Javier Zubimendi Etxerat
Cometas en la cárcel de Alcázar de San Juan
Cómo nos gustaría a muchos en este pueblo recorrer esas tierras de Castilla sin tener como destino un lugar presidido por una alta torre de vigilancia
Aquel que visita a un preso procura estar el menor tiempo posible en torno a la cárcel. Si pudiera, limitaría su estancia a los cuarenta minutos que dura la visita. Sin embargo, no suele ser así; este tiempo se suele prolongar como mínimo una hora. Durante ese tiempo, rodeado de gitanos, latinoamericanas, vascos y algún que otro grupo objetivamente carcelable, se espera la apertura de las puertas que dan a los locutorios. Son momentos donde chocan la ansiedad por el encuentro y la serena reflexión para sobrevivir a tanta sinrazón. Uno puede pensar, por ejemplo, que está en el ADN de España tener presos políticos por el más insoportable de los delitos, como es atentar contra la unidad de la patria. Una patria territorialmente demasiado grande, estirada a lo largo de varios siglos con las tenazas del terror, de la imposición, de la crueldad. Puede pensar también en la cantidad de presos traídos al núcleo duro de la patria como, por ejemplo, Francisco Antonio de Miranda, independentista venezolano que fue hecho prisionero y llevado a una cárcel de Cádiz, como lo fueron los 17 prisioneros vascos de Puerto I o los cuatro de Puerto II o los 15 de Puerto III o los 17 de Algeciras.
El viaje de ese fin de semana era distinto. Esta vez no había tiempo para la reflexión. Tampoco se veían grupos objetivamente carcelables distintos al nuestro. Esta vez centenar y medio de vascos, familiares y amigos de prisioneros políticos, viajamos a Herrera de la Mancha y a Alcázar de San Juan, en la provincia de Ciudad Real. La música, los cohetes, los gritos de ánimo conformaban un lenguaje superador de tanto muro. Decía Pakito Lujanbio a un familiar que en un instante se sintió fuera de la cárcel, fundido con nosotros, como asistiendo a una manifestación por Hernani hace veintiséis años. Un escalofrío nos atravesó imaginando una situación así.
La emoción alcanzó su mayor altura cuando desde la ventana de dos celdas se exhibieron dos ikurriñas, confeccionadas para el caso con prendas de vestir. Esta prueba de que habíamos conectado con ellos acentuó nuestro entusiasmo y música y gritos sonaron con mayor fuerza. Nos resistíamos a abandonar el sitio conscientes del doloroso silencio que íbamos a dejar en aquel lugar desértico.

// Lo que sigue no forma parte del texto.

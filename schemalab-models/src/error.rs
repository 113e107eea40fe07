//! Model-related error types.

use schemalab_core::{GenerationError, SchemaIssue};
use serde_json::Value as JsonValue;
use std::collections::HashMap;
use std::time::Duration;
use thiserror::Error;

/// Model-related errors.
#[derive(Debug, Error)]
pub enum ModelError {
    /// HTTP error from the API.
    #[error("HTTP error: {status} - {body}")]
    Http {
        /// HTTP status code.
        status: u16,
        /// Response body.
        body: String,
        /// Response headers.
        headers: HashMap<String, String>,
    },

    /// API-level error.
    #[error("API error: {message}")]
    Api {
        /// Error message.
        message: String,
        /// Error code.
        code: Option<String>,
    },

    /// Request timeout.
    #[error("Request timeout after {0:?}")]
    Timeout(Duration),

    /// Rate limited by the API.
    #[error("Rate limited, retry after {retry_after:?}")]
    RateLimited {
        /// Suggested retry delay.
        retry_after: Option<Duration>,
    },

    /// Authentication failed.
    #[error("Authentication failed: {0}")]
    Authentication(String),

    /// Invalid response from the API.
    #[error("Invalid response: {0}")]
    InvalidResponse(String),

    /// Model not found.
    #[error("Model not found: {0}")]
    NotFound(String),

    /// Model id outside the configured allowlist.
    #[error("Model '{0}' is not allowed.")]
    NotAllowed(String),

    /// JSON serialization/deserialization error.
    #[error("Serialization error: {0}")]
    Serialization(#[from] serde_json::Error),

    /// Connection error.
    #[error("Connection error: {0}")]
    Connection(String),

    /// Content filter triggered or the model refused.
    #[error("Content filtered: {0}")]
    ContentFiltered(String),

    /// The prompt did not fit the model's context window.
    #[error("Context length exceeded: {0}")]
    ContextLengthExceeded(String),

    /// The model answered without a usable object.
    #[error("The AI did not return a valid object.")]
    MissingObject,

    /// The returned object does not conform to the requested schema.
    #[error("Schema validation failed with {} issue(s)", .issues.len())]
    SchemaValidation {
        /// Per-field violations.
        issues: Vec<SchemaIssue>,
        /// The value the model returned.
        value: JsonValue,
    },

    /// Configuration error.
    #[error("Configuration error: {0}")]
    Configuration(String),

    /// Other error.
    #[error(transparent)]
    Other(#[from] anyhow::Error),
}

impl ModelError {
    /// Check if this error is retryable.
    #[must_use]
    pub fn is_retryable(&self) -> bool {
        match self {
            ModelError::Timeout(_) => true,
            ModelError::RateLimited { .. } => true,
            ModelError::Connection(_) => true,
            ModelError::Http { status, .. } => *status >= 500,
            _ => false,
        }
    }

    /// Get the retry-after duration if applicable.
    #[must_use]
    pub fn retry_after(&self) -> Option<Duration> {
        match self {
            ModelError::RateLimited { retry_after } => *retry_after,
            _ => None,
        }
    }

    /// Create an API error.
    pub fn api(message: impl Into<String>) -> Self {
        Self::Api {
            message: message.into(),
            code: None,
        }
    }

    /// Create an API error with code.
    pub fn api_with_code(message: impl Into<String>, code: impl Into<String>) -> Self {
        Self::Api {
            message: message.into(),
            code: Some(code.into()),
        }
    }

    /// Create a rate limited error.
    pub fn rate_limited(retry_after: Option<Duration>) -> Self {
        Self::RateLimited { retry_after }
    }

    /// Create an HTTP error.
    pub fn http(status: u16, body: impl Into<String>) -> Self {
        Self::Http {
            status,
            body: body.into(),
            headers: HashMap::new(),
        }
    }

    /// Create an authentication error.
    pub fn auth(message: impl Into<String>) -> Self {
        Self::Authentication(message.into())
    }

    /// Create an invalid response error.
    pub fn invalid_response(message: impl Into<String>) -> Self {
        Self::InvalidResponse(message.into())
    }

    /// Create a configuration error.
    pub fn configuration(message: impl Into<String>) -> Self {
        Self::Configuration(message.into())
    }

    /// Create a schema validation error.
    pub fn schema_validation(issues: Vec<SchemaIssue>, value: JsonValue) -> Self {
        Self::SchemaValidation { issues, value }
    }

    /// Classify into the error stored on a generation record.
    ///
    /// Schema violations keep their issues and the offending value; everything
    /// else becomes a remote call failure.
    #[must_use]
    pub fn into_generation_error(self) -> GenerationError {
        match self {
            ModelError::SchemaValidation { issues, value } => {
                GenerationError::semantic_rejection(issues, &value)
            }
            other => {
                let retryable = other.is_retryable();
                GenerationError::remote(format!("AI generation failed: {other}"), retryable)
            }
        }
    }
}

impl From<reqwest::Error> for ModelError {
    fn from(err: reqwest::Error) -> Self {
        if err.is_timeout() {
            ModelError::Timeout(Duration::from_secs(30))
        } else if err.is_connect() {
            ModelError::Connection(err.to_string())
        } else if let Some(status) = err.status() {
            ModelError::Http {
                status: status.as_u16(),
                body: err.to_string(),
                headers: HashMap::new(),
            }
        } else {
            ModelError::Other(err.into())
        }
    }
}

/// Result type for model operations.
pub type ModelResult<T> = Result<T, ModelError>;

La cárcel de Alcázar de San Juan, por el contrario, se halla en medio de la población. No había allí distancia como para tomar perspectiva y sólo veíamos muros. Suponíamos que nuestra ruidosa presencia sería advertida por ellos, pero queríamos una prueba de ello. Y la hubo; de repente vimos que unas prendas de vestir superaban los altos muros. Era tal la altura que apenas los rebasaban por centímetros. Nuestro entusiasmo se reflejó en los cánticos, de manera que se produjo un acompasamiento entre cantos y prendas al aire como si fueran cometas que se movieran al son de una música. Cuánto nos hubiera gustado saber quiénes eran los manejadores de estas cometas allá abajo en el patio; tal vez, Patxi o Ion Ander, o Iñaki o Iker.
Luego, vuelta al autobús y un montón de kilómetros para volver a los pensamientos. Al igual que el luchador venezolano encarcelado en España, el preso político separatista vasco anticipa la separación de su nación de ese anacronismo llamado España. Entre tanto dolor, esta reflexión reconforta. Reconfortan también este resurgir de las movilizaciones por los presos; como nosotros a Herrera y a Alcázar, otros han viajado a Jaén, a Curtis, a Dueñas... Creo que la movilización en favor de los presos tiene que alcanzar tal grado que les resulte políticamente insoportable.
Animado por la grata experiencia en las dos cárceles, otro pensamiento positivo: afortunadamente el espacio imperial lleva doscientos años reduciéndose y apuntando hacia el que le corresponde. Ya vale de castigar el coco. La puesta de sol en ese sábado de junio hace hermosas estas tierras, tan llanas, tan ajenas a nuestra orografía. Cómo nos gustaría a muchos en este pueblo recorrer esas tierras de Castilla sin tener como destino un lugar presidido por una alta torre de vigilancia.